§ **TASK OBJECTIVE**
Your answer is the lines below, exactly, from the one that contains "enters the bus." through the one that contains "log lines |", both included.

§ **THE RECORDS**

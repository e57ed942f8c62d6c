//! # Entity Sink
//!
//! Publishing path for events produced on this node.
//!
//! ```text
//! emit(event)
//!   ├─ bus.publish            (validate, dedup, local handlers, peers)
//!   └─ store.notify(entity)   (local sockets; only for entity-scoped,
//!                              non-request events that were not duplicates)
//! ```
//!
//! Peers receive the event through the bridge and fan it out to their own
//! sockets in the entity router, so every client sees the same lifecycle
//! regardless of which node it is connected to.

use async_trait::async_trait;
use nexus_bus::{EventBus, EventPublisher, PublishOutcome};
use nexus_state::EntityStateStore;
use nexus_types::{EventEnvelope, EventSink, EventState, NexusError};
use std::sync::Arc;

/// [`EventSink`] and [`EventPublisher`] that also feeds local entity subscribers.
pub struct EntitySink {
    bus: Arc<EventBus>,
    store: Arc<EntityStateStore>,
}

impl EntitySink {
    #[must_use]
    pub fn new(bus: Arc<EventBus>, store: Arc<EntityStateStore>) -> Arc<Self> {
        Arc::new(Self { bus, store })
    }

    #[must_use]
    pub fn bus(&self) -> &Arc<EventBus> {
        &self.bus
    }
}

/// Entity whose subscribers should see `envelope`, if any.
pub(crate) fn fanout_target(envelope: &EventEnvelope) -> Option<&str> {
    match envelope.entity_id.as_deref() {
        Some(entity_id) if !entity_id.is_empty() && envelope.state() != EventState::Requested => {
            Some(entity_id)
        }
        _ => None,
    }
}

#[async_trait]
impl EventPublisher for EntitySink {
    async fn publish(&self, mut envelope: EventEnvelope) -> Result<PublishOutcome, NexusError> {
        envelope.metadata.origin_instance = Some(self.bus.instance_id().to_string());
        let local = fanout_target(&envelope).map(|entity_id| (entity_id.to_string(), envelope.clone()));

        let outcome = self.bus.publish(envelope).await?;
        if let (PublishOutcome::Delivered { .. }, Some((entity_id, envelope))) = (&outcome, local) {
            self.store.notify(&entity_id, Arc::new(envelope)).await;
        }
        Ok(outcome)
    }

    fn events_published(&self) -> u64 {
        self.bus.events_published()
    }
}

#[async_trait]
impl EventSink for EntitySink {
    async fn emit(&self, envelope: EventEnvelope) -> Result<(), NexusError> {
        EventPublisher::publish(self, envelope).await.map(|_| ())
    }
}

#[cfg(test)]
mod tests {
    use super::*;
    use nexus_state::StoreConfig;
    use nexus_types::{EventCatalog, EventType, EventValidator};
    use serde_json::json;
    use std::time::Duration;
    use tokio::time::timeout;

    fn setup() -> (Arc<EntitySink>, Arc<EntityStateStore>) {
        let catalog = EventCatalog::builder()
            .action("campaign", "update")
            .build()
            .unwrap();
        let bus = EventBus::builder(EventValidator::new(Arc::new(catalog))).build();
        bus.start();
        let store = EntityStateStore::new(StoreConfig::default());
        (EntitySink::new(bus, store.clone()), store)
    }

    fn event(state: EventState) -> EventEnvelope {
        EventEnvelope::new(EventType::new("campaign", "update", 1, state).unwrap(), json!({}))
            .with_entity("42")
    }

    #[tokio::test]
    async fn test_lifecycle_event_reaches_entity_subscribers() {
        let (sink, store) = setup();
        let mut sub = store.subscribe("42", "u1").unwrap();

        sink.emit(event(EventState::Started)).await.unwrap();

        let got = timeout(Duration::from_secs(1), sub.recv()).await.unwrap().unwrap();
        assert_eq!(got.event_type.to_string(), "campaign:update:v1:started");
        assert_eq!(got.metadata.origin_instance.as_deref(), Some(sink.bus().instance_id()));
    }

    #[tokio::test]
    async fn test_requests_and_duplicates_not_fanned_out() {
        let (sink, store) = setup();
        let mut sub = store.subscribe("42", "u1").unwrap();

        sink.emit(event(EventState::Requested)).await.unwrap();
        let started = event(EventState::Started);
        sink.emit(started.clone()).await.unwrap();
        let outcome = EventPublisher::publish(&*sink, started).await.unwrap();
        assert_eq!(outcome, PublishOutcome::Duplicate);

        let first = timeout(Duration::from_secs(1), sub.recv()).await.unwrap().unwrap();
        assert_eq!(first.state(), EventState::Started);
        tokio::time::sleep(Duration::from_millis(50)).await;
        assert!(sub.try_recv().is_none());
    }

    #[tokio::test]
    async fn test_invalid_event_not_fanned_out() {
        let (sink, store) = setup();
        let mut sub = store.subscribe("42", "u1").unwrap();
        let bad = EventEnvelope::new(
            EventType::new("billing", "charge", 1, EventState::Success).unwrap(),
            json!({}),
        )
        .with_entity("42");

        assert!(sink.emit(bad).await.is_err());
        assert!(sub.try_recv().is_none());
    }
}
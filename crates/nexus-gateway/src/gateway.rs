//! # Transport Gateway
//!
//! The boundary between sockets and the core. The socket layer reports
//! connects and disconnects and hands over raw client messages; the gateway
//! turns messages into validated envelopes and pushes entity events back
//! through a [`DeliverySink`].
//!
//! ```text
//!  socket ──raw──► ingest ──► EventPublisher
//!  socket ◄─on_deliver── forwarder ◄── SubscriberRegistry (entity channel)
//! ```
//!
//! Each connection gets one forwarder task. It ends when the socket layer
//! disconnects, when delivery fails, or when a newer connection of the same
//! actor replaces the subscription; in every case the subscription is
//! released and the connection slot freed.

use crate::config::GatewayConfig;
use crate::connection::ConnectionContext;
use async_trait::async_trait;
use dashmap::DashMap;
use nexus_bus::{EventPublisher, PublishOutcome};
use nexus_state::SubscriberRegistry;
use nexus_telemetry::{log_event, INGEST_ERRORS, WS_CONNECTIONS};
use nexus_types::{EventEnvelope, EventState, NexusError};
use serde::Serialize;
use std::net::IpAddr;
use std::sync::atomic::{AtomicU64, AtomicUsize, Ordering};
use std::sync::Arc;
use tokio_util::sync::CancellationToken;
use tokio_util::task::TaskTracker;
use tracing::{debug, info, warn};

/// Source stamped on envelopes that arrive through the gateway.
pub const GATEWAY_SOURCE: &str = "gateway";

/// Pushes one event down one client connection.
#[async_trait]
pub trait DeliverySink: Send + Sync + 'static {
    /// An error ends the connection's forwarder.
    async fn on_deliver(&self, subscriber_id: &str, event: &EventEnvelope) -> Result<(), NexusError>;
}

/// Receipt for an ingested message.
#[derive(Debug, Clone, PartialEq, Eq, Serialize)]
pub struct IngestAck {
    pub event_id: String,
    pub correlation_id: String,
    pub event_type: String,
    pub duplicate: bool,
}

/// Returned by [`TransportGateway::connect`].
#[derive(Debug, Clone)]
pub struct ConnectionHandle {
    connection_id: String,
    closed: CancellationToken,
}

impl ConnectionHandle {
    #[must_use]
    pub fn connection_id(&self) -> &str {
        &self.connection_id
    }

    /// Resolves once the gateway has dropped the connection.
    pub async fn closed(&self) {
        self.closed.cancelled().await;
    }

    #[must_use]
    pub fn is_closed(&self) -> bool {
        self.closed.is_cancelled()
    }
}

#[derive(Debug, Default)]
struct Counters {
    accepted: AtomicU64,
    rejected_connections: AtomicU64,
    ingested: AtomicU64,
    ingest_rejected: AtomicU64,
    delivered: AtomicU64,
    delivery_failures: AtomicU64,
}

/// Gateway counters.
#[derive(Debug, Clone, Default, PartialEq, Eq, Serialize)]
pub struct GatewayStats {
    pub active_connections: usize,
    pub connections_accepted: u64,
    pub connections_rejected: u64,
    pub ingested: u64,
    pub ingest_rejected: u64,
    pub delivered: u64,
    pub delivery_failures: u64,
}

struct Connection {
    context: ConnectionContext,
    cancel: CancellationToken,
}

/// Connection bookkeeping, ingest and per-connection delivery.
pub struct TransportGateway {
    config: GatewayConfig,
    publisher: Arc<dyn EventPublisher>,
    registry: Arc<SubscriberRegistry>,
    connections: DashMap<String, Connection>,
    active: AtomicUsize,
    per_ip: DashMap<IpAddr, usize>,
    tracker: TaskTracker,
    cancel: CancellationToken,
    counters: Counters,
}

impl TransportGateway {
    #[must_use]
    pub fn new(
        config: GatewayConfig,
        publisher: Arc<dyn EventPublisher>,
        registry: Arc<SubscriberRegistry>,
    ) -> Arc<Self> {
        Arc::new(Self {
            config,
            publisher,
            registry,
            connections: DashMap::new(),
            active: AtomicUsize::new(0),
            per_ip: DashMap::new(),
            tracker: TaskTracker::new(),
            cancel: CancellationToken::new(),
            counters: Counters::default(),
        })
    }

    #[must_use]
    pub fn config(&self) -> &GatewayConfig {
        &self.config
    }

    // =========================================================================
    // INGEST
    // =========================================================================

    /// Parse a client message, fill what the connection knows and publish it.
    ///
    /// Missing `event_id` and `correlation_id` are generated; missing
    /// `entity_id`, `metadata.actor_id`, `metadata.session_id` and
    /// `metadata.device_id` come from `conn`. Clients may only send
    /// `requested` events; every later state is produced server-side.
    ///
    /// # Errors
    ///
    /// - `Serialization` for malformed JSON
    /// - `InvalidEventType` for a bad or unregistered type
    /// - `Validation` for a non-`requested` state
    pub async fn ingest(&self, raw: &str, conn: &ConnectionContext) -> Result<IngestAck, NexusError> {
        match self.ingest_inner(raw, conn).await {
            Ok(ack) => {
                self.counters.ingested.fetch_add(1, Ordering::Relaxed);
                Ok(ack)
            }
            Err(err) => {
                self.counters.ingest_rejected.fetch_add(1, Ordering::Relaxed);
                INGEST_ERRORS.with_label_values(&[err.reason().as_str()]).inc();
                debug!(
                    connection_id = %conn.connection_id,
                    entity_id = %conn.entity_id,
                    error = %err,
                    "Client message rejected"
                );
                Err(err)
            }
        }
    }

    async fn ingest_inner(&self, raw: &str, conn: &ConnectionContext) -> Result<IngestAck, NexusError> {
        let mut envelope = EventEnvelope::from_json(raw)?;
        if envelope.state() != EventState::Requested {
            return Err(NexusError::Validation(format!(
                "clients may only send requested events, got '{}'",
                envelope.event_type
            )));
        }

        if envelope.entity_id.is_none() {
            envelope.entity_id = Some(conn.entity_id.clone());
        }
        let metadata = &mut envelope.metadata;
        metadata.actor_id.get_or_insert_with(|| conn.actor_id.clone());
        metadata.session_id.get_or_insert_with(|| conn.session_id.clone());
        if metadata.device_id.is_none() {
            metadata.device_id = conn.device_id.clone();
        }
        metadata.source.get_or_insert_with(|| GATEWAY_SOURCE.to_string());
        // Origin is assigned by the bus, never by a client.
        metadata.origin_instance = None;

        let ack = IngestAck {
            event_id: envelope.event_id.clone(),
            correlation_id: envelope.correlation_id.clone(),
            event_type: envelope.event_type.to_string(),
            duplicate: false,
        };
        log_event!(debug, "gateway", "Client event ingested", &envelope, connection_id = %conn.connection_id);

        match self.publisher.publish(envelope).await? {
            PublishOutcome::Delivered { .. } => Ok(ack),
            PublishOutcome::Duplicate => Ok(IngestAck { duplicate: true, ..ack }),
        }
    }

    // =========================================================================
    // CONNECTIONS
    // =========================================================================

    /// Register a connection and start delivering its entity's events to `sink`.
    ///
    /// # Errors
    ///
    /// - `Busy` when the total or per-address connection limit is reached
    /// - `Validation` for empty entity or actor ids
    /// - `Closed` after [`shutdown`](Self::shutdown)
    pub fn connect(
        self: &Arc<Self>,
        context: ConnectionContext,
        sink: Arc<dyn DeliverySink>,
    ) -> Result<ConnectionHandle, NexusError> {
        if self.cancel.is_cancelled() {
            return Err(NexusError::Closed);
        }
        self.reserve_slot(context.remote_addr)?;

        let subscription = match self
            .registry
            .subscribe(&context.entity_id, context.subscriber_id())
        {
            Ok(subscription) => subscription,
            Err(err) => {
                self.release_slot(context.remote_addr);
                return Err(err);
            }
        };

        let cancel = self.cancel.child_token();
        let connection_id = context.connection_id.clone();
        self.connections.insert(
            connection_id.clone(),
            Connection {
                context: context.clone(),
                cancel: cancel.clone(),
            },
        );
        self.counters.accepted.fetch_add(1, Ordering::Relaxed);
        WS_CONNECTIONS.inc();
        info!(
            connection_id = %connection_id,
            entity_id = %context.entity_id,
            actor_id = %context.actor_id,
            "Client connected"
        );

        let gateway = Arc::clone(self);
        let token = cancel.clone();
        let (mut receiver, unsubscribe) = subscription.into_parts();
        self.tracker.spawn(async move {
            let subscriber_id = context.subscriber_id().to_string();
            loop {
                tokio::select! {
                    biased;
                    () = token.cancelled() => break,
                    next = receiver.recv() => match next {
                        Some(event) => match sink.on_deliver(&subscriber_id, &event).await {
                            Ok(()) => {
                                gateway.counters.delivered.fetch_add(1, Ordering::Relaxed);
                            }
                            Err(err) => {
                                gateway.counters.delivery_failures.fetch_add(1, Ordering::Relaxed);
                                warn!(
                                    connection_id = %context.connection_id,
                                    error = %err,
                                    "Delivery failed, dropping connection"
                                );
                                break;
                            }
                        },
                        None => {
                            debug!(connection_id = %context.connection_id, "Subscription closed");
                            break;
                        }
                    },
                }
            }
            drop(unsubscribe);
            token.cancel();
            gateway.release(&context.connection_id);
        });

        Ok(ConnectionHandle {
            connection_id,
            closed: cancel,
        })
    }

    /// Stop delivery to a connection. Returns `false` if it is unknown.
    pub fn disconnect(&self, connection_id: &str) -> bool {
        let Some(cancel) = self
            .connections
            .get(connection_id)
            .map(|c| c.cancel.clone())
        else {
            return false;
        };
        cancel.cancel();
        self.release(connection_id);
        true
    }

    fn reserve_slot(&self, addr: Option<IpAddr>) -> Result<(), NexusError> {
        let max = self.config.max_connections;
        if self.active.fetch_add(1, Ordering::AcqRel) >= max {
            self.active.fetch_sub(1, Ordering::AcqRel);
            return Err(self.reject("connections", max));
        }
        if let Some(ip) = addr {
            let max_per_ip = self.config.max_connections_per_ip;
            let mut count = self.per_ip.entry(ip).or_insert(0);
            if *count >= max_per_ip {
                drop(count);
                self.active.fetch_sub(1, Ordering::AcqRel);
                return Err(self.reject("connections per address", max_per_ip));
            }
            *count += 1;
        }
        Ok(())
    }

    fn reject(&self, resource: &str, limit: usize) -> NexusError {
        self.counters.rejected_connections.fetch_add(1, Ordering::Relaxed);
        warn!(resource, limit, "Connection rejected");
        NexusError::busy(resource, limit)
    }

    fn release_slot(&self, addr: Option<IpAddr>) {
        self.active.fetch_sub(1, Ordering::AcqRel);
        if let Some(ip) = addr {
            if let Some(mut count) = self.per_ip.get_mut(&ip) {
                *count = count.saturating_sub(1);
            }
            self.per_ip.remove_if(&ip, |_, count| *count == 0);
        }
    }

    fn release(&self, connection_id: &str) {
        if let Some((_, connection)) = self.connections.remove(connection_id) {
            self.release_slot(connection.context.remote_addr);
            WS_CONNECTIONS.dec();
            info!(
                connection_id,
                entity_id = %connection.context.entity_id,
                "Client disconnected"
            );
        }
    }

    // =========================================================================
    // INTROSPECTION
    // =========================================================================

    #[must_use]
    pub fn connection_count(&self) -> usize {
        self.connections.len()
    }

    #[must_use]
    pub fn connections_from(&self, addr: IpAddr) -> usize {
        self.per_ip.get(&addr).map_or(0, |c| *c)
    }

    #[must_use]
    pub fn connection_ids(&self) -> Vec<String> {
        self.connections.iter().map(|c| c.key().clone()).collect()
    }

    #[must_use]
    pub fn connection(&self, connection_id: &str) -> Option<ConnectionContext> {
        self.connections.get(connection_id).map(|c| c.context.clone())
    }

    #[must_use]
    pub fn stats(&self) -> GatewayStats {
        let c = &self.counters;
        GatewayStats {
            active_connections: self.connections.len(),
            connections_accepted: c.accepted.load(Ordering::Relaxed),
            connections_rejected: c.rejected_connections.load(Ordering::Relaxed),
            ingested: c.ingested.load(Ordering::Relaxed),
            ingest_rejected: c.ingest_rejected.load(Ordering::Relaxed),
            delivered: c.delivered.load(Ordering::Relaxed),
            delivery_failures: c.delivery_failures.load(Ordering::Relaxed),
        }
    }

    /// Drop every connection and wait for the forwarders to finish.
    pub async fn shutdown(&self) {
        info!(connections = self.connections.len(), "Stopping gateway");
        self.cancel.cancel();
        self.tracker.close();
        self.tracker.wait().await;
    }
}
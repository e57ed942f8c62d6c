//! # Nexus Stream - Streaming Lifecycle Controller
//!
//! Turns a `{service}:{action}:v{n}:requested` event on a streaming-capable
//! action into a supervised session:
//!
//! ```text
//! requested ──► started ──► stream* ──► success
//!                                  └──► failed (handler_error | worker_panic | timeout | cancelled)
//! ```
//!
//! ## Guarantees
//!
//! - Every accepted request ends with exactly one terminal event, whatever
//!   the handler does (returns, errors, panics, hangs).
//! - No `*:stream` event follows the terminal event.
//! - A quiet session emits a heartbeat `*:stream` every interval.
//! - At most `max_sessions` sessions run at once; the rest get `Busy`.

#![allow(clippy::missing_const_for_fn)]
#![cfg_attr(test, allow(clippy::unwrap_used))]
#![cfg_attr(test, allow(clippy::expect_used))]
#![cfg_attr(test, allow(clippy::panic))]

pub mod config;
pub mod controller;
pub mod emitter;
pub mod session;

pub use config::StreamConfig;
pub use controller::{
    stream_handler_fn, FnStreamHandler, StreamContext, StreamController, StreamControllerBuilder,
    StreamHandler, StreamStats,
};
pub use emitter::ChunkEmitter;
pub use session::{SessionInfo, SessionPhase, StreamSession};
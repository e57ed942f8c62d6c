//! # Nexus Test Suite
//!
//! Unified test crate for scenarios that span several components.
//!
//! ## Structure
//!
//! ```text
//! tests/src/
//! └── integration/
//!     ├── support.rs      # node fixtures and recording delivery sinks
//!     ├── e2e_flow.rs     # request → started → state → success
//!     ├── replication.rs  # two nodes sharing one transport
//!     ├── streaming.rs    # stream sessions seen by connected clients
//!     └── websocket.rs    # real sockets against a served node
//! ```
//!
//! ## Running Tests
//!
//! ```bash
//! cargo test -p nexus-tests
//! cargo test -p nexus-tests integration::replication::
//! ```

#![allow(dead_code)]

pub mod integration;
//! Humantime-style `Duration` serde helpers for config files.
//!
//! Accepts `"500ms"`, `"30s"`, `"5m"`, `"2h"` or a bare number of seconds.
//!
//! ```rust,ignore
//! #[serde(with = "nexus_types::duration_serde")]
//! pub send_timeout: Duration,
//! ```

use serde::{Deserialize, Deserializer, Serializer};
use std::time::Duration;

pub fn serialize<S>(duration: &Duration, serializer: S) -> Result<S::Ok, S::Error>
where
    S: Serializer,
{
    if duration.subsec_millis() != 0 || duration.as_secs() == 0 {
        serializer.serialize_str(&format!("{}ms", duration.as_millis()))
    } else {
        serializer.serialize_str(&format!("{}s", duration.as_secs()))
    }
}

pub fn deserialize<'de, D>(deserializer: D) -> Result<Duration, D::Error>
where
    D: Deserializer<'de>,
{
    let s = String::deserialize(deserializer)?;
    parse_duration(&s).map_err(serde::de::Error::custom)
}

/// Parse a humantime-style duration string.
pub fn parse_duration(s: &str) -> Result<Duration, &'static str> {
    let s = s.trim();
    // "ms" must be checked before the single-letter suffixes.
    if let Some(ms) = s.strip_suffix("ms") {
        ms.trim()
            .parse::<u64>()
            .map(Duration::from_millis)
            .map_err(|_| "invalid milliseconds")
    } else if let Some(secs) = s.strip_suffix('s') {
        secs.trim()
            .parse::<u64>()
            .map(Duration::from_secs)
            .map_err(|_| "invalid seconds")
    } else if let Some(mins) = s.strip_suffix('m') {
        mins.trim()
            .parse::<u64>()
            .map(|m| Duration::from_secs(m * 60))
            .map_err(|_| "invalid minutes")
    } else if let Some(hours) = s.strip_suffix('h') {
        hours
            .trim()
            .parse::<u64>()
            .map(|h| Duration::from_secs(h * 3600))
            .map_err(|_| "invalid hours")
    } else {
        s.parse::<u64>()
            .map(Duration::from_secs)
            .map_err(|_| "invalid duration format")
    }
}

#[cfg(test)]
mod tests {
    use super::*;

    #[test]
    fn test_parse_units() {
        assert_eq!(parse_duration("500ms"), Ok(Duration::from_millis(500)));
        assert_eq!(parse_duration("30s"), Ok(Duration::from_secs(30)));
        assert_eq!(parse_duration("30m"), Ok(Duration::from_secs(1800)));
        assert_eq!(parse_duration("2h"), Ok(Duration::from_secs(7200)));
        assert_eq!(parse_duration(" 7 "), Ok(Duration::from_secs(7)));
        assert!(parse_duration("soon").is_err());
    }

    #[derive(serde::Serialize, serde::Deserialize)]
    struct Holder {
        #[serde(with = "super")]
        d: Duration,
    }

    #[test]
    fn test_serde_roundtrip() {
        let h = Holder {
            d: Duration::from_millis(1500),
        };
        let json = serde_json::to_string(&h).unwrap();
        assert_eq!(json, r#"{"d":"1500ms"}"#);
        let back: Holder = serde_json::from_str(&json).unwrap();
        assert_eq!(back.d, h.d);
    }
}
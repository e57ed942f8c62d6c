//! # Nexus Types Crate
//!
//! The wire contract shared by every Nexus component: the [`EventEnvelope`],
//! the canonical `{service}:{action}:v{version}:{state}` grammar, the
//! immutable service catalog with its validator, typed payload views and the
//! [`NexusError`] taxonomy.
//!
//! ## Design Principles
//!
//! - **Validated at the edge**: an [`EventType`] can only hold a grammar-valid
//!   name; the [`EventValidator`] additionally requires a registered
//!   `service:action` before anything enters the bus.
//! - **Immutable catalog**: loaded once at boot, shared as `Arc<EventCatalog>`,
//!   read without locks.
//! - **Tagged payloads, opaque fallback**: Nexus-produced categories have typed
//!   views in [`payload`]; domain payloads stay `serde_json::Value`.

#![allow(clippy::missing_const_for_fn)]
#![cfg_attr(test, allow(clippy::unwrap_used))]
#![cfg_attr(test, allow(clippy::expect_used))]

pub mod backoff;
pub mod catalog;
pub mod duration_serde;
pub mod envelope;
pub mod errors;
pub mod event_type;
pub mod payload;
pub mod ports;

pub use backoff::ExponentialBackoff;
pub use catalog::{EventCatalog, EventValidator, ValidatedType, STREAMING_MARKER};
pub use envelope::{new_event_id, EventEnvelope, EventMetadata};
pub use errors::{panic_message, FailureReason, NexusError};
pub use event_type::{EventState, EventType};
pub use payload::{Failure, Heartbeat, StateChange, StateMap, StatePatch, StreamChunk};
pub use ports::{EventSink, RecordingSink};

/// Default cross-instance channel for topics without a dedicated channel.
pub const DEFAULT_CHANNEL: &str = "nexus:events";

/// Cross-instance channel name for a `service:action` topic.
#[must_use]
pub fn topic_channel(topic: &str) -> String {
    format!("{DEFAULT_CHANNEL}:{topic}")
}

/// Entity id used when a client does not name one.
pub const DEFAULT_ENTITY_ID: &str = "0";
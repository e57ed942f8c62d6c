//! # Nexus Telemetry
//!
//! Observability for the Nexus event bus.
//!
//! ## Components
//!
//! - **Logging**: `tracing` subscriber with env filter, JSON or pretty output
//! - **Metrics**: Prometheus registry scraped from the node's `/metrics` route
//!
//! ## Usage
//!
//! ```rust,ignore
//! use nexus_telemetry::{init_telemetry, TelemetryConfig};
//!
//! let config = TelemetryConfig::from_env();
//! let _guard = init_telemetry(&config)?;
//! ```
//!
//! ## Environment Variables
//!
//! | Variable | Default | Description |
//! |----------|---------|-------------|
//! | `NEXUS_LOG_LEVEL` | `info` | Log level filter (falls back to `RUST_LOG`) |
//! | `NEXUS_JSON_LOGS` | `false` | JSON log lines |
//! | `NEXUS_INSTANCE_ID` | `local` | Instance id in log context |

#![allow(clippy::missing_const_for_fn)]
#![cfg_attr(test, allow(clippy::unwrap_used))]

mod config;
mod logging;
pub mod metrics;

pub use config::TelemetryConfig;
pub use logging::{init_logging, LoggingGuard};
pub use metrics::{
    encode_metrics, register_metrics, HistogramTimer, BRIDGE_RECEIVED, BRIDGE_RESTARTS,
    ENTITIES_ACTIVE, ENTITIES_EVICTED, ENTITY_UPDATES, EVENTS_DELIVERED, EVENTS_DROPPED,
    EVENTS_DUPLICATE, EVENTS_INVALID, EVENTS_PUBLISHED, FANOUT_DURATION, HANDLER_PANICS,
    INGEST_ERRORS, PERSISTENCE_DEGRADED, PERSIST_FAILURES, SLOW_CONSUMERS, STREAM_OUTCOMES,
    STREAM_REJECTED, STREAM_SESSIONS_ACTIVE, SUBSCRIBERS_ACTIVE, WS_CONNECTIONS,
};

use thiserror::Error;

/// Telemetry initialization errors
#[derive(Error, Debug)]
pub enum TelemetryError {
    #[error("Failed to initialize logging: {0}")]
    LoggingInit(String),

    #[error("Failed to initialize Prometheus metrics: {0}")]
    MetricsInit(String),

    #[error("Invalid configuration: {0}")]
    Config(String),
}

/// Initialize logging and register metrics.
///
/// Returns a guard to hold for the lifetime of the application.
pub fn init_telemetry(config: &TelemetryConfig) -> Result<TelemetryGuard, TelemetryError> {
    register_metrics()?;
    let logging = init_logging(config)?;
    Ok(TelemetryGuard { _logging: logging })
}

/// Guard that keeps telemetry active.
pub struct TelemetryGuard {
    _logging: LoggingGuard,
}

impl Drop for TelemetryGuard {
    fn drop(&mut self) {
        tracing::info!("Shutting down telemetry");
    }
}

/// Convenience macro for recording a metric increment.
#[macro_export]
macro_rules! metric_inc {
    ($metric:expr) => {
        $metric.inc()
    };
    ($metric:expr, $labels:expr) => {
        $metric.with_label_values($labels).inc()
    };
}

§ **RESPONSE BELOW**
//!   `service:action` before anything enters the bus.
//! - **Immutable catalog**: loaded once at boot, shared as `Arc<EventCatalog>`,
//!   read without locks.
//! - **Tagged payloads, opaque fallback**: Nexus-produced categories have typed
//!   views in [`payload`]; domain payloads stay `serde_json::Value`.

#![allow(clippy::missing_const_for_fn)]
#![cfg_attr(test, allow(clippy::unwrap_used))]
#![cfg_attr(test, allow(clippy::expect_used))]

pub mod backoff;
pub mod catalog;
pub mod duration_serde;
pub mod envelope;
pub mod errors;
pub mod event_type;
pub mod payload;
pub mod ports;

pub use backoff::ExponentialBackoff;
pub use catalog::{EventCatalog, EventValidator, ValidatedType, STREAMING_MARKER};
pub use envelope::{new_event_id, EventEnvelope, EventMetadata};
pub use errors::{panic_message, FailureReason, NexusError};
pub use event_type::{EventState, EventType};
pub use payload::{Failure, Heartbeat, StateChange, StateMap, StatePatch, StreamChunk};
pub use ports::{EventSink, RecordingSink};

/// Default cross-instance channel for topics without a dedicated channel.
pub const DEFAULT_CHANNEL: &str = "nexus:events";

/// Cross-instance channel name for a `service:action` topic.
#[must_use]
pub fn topic_channel(topic: &str) -> String {
    format!("{DEFAULT_CHANNEL}:{topic}")
}

/// Entity id used when a client does not name one.
pub const DEFAULT_ENTITY_ID: &str = "0";
repository e57ed942f8c62d6c
//! # Nexus Telemetry
//!
//! Observability for the Nexus event bus.
//!
//! ## Components
//!
//! - **Logging**: `tracing` subscriber with env filter, JSON or pretty output
//! - **Metrics**: Prometheus registry scraped from the node's `/metrics` route
//!
//! ## Usage
//!
//! ```rust,ignore
//! use nexus_telemetry::{init_telemetry, TelemetryConfig};
//!
//! let config = TelemetryConfig::from_env();
//! let _guard = init_telemetry(&config)?;
//! ```
//!
//! ## Environment Variables
//!
//! | Variable | Default | Description |
//! |----------|---------|-------------|
//! | `NEXUS_LOG_LEVEL` | `info` | Log level filter (falls back to `RUST_LOG`) |
//! | `NEXUS_JSON_LOGS` | `false` | JSON log lines |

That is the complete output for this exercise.